Before devising his own recovery programme, Sober in Seven, Andy Smith had tried quitting alcohol numerous times.
“I did AA, hypnotherapy, SMART Recovery, saw my doctor, went to rehab,” he says. “Nothing worked. I assumed I was unfixable. I couldn’t see a way out.”
Surrounded by alcohol from a young age – his parents ran a pub on Shetland – he grew up, he says, in a culture which equated drinking heavily with being ‘one of the lads’. Struggling with addiction for most of his adult life, he’d drink up to a litre of spirits a night, waking up the next day filled with remorse and self-loathing. Alcohol, he says, ruined his physical and mental health, destroyed his relationships and led him to miss out on family life, as he slept off the effects of his drinking, comatose on the sofa.
Now sober for eight years, Andy is one of a growing number of ‘sober coaches’ offering alternative treatment programmes – and accountability – for those seeking help. Many are ex-addicts, like Andy, who know what it’s like to hit rock bottom.
For Andy, that moment came when his drinking brought on a panic attack, and he passed out in the middle of Tesco in Wokingham.
“A little old lady helped me up and asked if I was OK. I remember thinking: ‘You can’t go on like this.’“
He didn’t. Instead, he created Sober in Seven, which, as the name suggests, is a seven-step march to freedom. It makes use of some NLP techniques, visualisation and mindfulness – things Andy learned during a corporate career in sales.
“I made a commitment to myself that I would work my way to the end of the programme that I had created,” he says.
Soon, he started to feel better, both physically and mentally.

Andy Smith
“I wasn’t waking up hating myself every morning; I felt more in control, and my anxiety levels were coming down. I used to kid myself that I drank to relax, but actually alcohol creates anxiety.”
He never intended to become a sober coach, but the issue seemed “too important” for him not to share what he’d learned. Now 58, Andy has used Sober In Seven to help over 7,000 clients climb on the wagon.

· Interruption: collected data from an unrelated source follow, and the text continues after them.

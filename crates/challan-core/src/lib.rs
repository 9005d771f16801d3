//! # challan-core: Pure Business Logic for Challan Reconciliation
//!
//! Turns supplier delivery challans into purchase bills and tracks what has
//! been paid against them. No I/O lives here.
//!
//! ## Architecture Position
//! ```text
//! ┌─────────────────────────────────────────────────────────────────────────┐
//! │                     Purchase Desk Architecture                          │
//! │                                                                         │
//! │  ┌─────────────────────────────────────────────────────────────────┐   │
//! │  │                    Purchase screens / scripts                   │   │
//! │  │   Stock-In ──► Pending Challans ──► Purchase Bill ──► Payments  │   │
//! │  └─────────────────────────────┬───────────────────────────────────┘   │
//! │                                │ JSON commands                          │
//! │  ┌─────────────────────────────▼───────────────────────────────────┐   │
//! │  │                 purchase-desk (app commands)                    │   │
//! │  │   ingest_challan, build_bill, submit_bill, apply_payment, ...   │   │
//! │  └─────────────────────────────┬───────────────────────────────────┘   │
//! │                                │                                        │
//! │  ┌─────────────────────────────▼───────────────────────────────────┐   │
//! │  │              ★ challan-core (THIS CRATE) ★                      │   │
//! │  │                                                                 │   │
//! │  │   ┌───────────┐  ┌───────────┐  ┌───────────┐  ┌───────────┐  │   │
//! │  │   │   store   │  │   bill    │  │  ledger   │  │ selection │  │   │
//! │  │   │ Challans  │  │  Builder  │  │ Payments  │  │  Overlay  │  │   │
//! │  │   │ Pending   │  │  Totals   │  │ Reversals │  │           │  │   │
//! │  │   └───────────┘  └───────────┘  └───────────┘  └───────────┘  │   │
//! │  │                                                                 │   │
//! │  │   NO I/O • NO LOGGING • INTEGER PAISE • TYPED ERRORS           │   │
//! │  └─────────────────────────────────────────────────────────────────┘   │
//! └─────────────────────────────────────────────────────────────────────────┘
//! ```
//!
//! ## Modules
//!
//! - [`store`] - `ChallanBook`, challan ingestion and the vendor pending view
//! - [`bill`] - Purchase bill drafting and line edits
//! - [`ledger`] - Bill submission, partial payments, reversals, history
//! - [`selection`] - Product selection flags
//! - [`types`] - Domain types
//! - [`money`] - Money in paise with integer arithmetic
//! - [`error`] - Domain error types
//! - [`validation`] - Input validation
//!
//! ## Example Usage
//!
//! ```rust
//! use challan_core::money::Money;
//! use challan_core::types::Rate;
//!
//! let taxable = Money::from_rupees(1000);
//!
//! // 18% GST splits into 9% SGST and 9% CGST
//! let sgst = taxable.tax_component(Rate::from_percent(18));
//! assert_eq!(sgst, Money::from_rupees(90));
//! ```

// =============================================================================
// Module Declarations
// =============================================================================

pub mod bill;
pub mod error;
pub mod ledger;
pub mod money;
pub mod selection;
pub mod store;
pub mod types;
pub mod validation;

#[cfg(test)]
mod testing;

// =============================================================================
// Re-exports for Convenience
// =============================================================================

pub use error::{CoreError, CoreResult, ValidationError};
pub use money::Money;
pub use store::ChallanBook;
pub use types::*;

// =============================================================================
// Crate-Level Constants
// =============================================================================

/// GST rate applied to stock-in lines that do not carry one (18%).
pub const DEFAULT_GST_RATE_BPS: u32 = 1800;

/// SGST/CGST component rate used when bill lines are recomputed (9%).
pub const FIXED_TAX_COMPONENT_BPS: u32 = 900;

/// Largest quantity accepted on a single line.
///
/// Catches slipped keystrokes (100000 instead of 100) on the stock-in screen.
pub const MAX_LINE_QUANTITY: i64 = 1_000_000;

/// Longest challan or bill number accepted.
pub const MAX_DOCUMENT_NO_LEN: usize = 50;

/// Upper bound for any rate (100%).
pub const MAX_RATE_BPS: u32 = 10_000;

/// Largest single amount accepted anywhere in the book: a unit price, a
/// line value, an advance or one payment (₹1 lakh crore).
///
/// Keeps every line product and every running sum well inside i64 paise.
pub const MAX_AMOUNT: Money = Money::from_rupees(1_000_000_000_000);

“I often say that I can ruin alcohol for you in a fortnight,” he says.
He doesn’t use or like the phrase ‘recovering alcoholic’, and instead of asking clients to frame their recovery as an attempt to ‘stop drinking’, he gets them to focus on imagining what their life would be like without booze.
“If alcohol were not a driving force, I ask them, how would your life be better? How would your relationships be? What would your health be like? What would happen with your career? And we start to build this picture of the gift they’re looking to give themselves.”
He works with men and women of all ages and backgrounds, but stresses the importance of each individual finding the right sober coach. It is, it seems, very much the same as with therapists: one size does not fit all.
“I’m a big, sweary northern bloke,” he says. “I use humour a lot and I’ll take the mickey out of myself.”
He is, during our interview, very open and easy to talk to. No questions are off-limits, he assures me. I imagine there’s little that would surprise him.
“I am a better friend now that I’m sober,” he reflects, though some people did struggle with the changes he made.
“But you have to ask yourself whether those people were really your friends, or just drinking buddies who were happy for you to enable them.
“If you’re a heavy drinker and one of your friends suddenly stops, it makes you look at yourself. Non-drinkers, or people who don’t have a problem with alcohol, won’t mind if you quit. The only ones who will give you a hard time are those who are struggling themselves.”
Nevertheless, recovery is not always straightforward.
“I’ve seen more people undone by a family bank holiday barbecue than anything,” warns Andy. “But a lot of the tools and techniques I use are about mental rehearsal. We have to get your subconscious mind full of expectations of how this is going to play out.”
As for relapses, they should be seen as lessons, not failure.
“On this journey,” says Andy, “the only failure is giving up on yourself.”